**YOUR OBJECTIVE**
All entries must be transcribed exactly, down to the last character.

**RECORDS FOR THE EXERCISE**
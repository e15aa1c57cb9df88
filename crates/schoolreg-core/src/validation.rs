//! # Field Validation
//!
//! Checks a [`SchoolSubmission`] before anything touches the disk.
//!
//! Order of checks (first failure wins):
//! 1. all six text fields and the image are present and non-blank
//! 2. email matches `^[^\s@]+@[^\s@]+\.[^\s@]+$`
//! 3. contact is one or more ASCII digits
//! 4. the image file name carries an allowed image extension
//!
//! Presence is judged on trimmed values, but email and contact are matched
//! as submitted, so surrounding whitespace fails their patterns.
//!
//! The image bytes are never inspected; the extension is the only image check.
//! Only raster image extensions are allowed since stored files are served
//! back from the same origin.

use crate::error::RegistryError;
use crate::school::SchoolSubmission;
use regex::Regex;
use thiserror::Error;

/// Basic address shape: something, `@`, something, `.`, something. No whitespace.
pub const EMAIL_PATTERN: &str = r"^[^\s@]+@[^\s@]+\.[^\s@]+$";

/// Accepted image extensions, lowercase.
pub const IMAGE_EXTENSIONS: [&str; 7] = ["png", "jpg", "jpeg", "gif", "webp", "bmp", "avif"];

/// Reasons a submission is rejected. The messages are shown to the user as-is.
#[derive(Debug, Clone, PartialEq, Eq, Error)]
pub enum ValidationError {
    #[error("All fields are required")]
    MissingFields,

    #[error("Invalid email format")]
    InvalidEmail,

    #[error("Contact number must contain only digits")]
    InvalidContact,

    #[error("Image file must have a valid extension")]
    InvalidImage,
}

/// A submission that passed every check. Name, address, city and state are trimmed.
#[derive(Debug, Clone, PartialEq, Eq)]
pub struct ValidatedSubmission {
    pub name: String,
    pub address: String,
    pub city: String,
    pub state: String,
    pub contact: String,
    pub email_id: String,
    /// Lowercased, without the dot.
    pub image_extension: String,
    pub image_bytes: Vec<u8>,
}

/// Compiled validation rules.
#[derive(Debug, Clone)]
pub struct FieldRules {
    email: Regex,
}

impl FieldRules {
    pub fn new() -> Result<Self, RegistryError> {
        Ok(Self {
            email: Regex::new(EMAIL_PATTERN)?,
        })
    }

    pub fn is_valid_email(&self, email: &str) -> bool {
        self.email.is_match(email)
    }

    pub fn validate(&self, submission: SchoolSubmission) -> Result<ValidatedSubmission, ValidationError> {
        let SchoolSubmission {
            name,
            address,
            city,
            state,
            contact,
            email_id,
            image,
        } = submission;

        let name = trimmed(required(name)?);
        let address = trimmed(required(address)?);
        let city = trimmed(required(city)?);
        let state = trimmed(required(state)?);
        let contact = required(contact)?;
        let email_id = required(email_id)?;
        let image = image
            .filter(|upload| !upload.is_empty())
            .ok_or(ValidationError::MissingFields)?;

        if !self.is_valid_email(&email_id) {
            return Err(ValidationError::InvalidEmail);
        }
        if !is_digits(&contact) {
            return Err(ValidationError::InvalidContact);
        }
        let image_extension =
            image_extension(&image.file_name).ok_or(ValidationError::InvalidImage)?;

        Ok(ValidatedSubmission {
            name,
            address,
            city,
            state,
            contact,
            email_id,
            image_extension,
            image_bytes: image.bytes,
        })
    }
}

/// The value as submitted, if it has any non-whitespace content.
fn required(value: Option<String>) -> Result<String, ValidationError> {
    value
        .filter(|v| !v.trim().is_empty())
        .ok_or(ValidationError::MissingFields)
}

fn trimmed(value: String) -> String {
    value.trim().to_owned()
}

/// One or more ASCII digits, nothing else.
pub fn is_digits(value: &str) -> bool {
    !value.is_empty() && value.bytes().all(|b| b.is_ascii_digit())
}

/// Extension after the last `.` of a client file name, lowercased.
///
/// `None` if there is no dot or the extension is not in [`IMAGE_EXTENSIONS`].
pub fn image_extension(file_name: &str) -> Option<String> {
    let (_, ext) = file_name.rsplit_once('.')?;
    let ext = ext.to_ascii_lowercase();
    IMAGE_EXTENSIONS.contains(&ext.as_str()).then_some(ext)
}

**REPLY TO THE EXERCISE**
repository e15aa1c57cb9df88
filename crates/schoolreg-core/src/validation.rs
//! # Field Validation
//!
//! Checks a [`SchoolSubmission`] before anything touches the disk.
//!
//! Order of checks (first failure wins):
//! 1. all six text fields and the image are present and non-blank
//! 2. email matches `^[^\s@]+@[^\s@]+\.[^\s@]+$`
//! 3. contact is one or more ASCII digits
//! 4. the image file name carries an allowed image extension
//!
//! Presence is judged on trimmed values, but email and contact are matched
//! as submitted, so surrounding whitespace fails their patterns.
//!
//! The image bytes are never inspected; the extension is the only image check.
//! Only raster image extensions are allowed since stored files are served
//! back from the same origin.

use crate::error::RegistryError;
use crate::school::SchoolSubmission;
use regex::Regex;
use thiserror::Error;

/// Basic address shape: something, `@`, something, `.`, something. No whitespace.
pub const EMAIL_PATTERN: &str = r"^[^\s@]+@[^\s@]+\.[^\s@]+$";

/// Accepted image extensions, lowercase.
pub const IMAGE_EXTENSIONS: [&str; 7] = ["png", "jpg", "jpeg", "gif", "webp", "bmp", "avif"];

/// Reasons a submission is rejected. The messages are shown to the user as-is.
#[derive(Debug, Clone, PartialEq, Eq, Error)]
pub enum ValidationError {
    #[error("All fields are required")]
    MissingFields,

    #[error("Invalid email format")]
    InvalidEmail,

    #[error("Contact number must contain only digits")]
    InvalidContact,

    #[error("Image file must have a valid extension")]
    InvalidImage,
}

/// A submission that passed every check. Name, address, city and state are trimmed.
#[derive(Debug, Clone, PartialEq, Eq)]
pub struct ValidatedSubmission {
    pub name: String,
    pub address: String,
    pub city: String,
    pub state: String,
    pub contact: String,
    pub email_id: String,
    /// Lowercased, without the dot.
    pub image_extension: String,
    pub image_bytes: Vec<u8>,
}

/// Compiled validation rules.
#[derive(Debug, Clone)]
pub struct FieldRules {
    email: Regex,
}

impl FieldRules {
    pub fn new() -> Result<Self, RegistryError> {
        Ok(Self {
            email: Regex::new(EMAIL_PATTERN)?,
        })
    }

    pub fn is_valid_email(&self, email: &str) -> bool {
        self.email.is_match(email)
    }

    pub fn validate(&self, submission: SchoolSubmission) -> Result<ValidatedSubmission, ValidationError> {
        let SchoolSubmission {
            name,
            address,
            city,
            state,
            contact,
            email_id,
            image,
        } = submission;

        let name = trimmed(required(name)?);
        let address = trimmed(required(address)?);
        let city = trimmed(required(city)?);
        let state = trimmed(required(state)?);
        let contact = required(contact)?;
        let email_id = required(email_id)?;
        let image = image
            .filter(|upload| !upload.is_empty())
            .ok_or(ValidationError::MissingFields)?;

        if !self.is_valid_email(&email_id) {
            return Err(ValidationError::InvalidEmail);
        }
        if !is_digits(&contact) {
            return Err(ValidationError::InvalidContact);
        }
        let image_extension =
            image_extension(&image.file_name).ok_or(ValidationError::InvalidImage)?;

        Ok(ValidatedSubmission {
            name,
            address,
            city,
            state,
            contact,
            email_id,
            image_extension,
            image_bytes: image.bytes,
        })
    }
}

/// The value as submitted, if it has any non-whitespace content.
fn required(value: Option<String>) -> Result<String, ValidationError> {
    value
        .filter(|v| !v.trim().is_empty())
        .ok_or(ValidationError::MissingFields)
}

fn trimmed(value: String) -> String {
    value.trim().to_owned()
}

/// One or more ASCII digits, nothing else.
pub fn is_digits(value: &str) -> bool {
    !value.is_empty() && value.bytes().all(|b| b.is_ascii_digit())
}

/// Extension after the last `.` of a client file name, lowercased.
///
/// `None` if there is no dot or the extension is not in [`IMAGE_EXTENSIONS`].
pub fn image_extension(file_name: &str) -> Option<String> {
    let (_, ext) = file_name.rsplit_once('.')?;
    let ext = ext.to_ascii_lowercase();
    IMAGE_EXTENSIONS.contains(&ext.as_str()).then_some(ext)
}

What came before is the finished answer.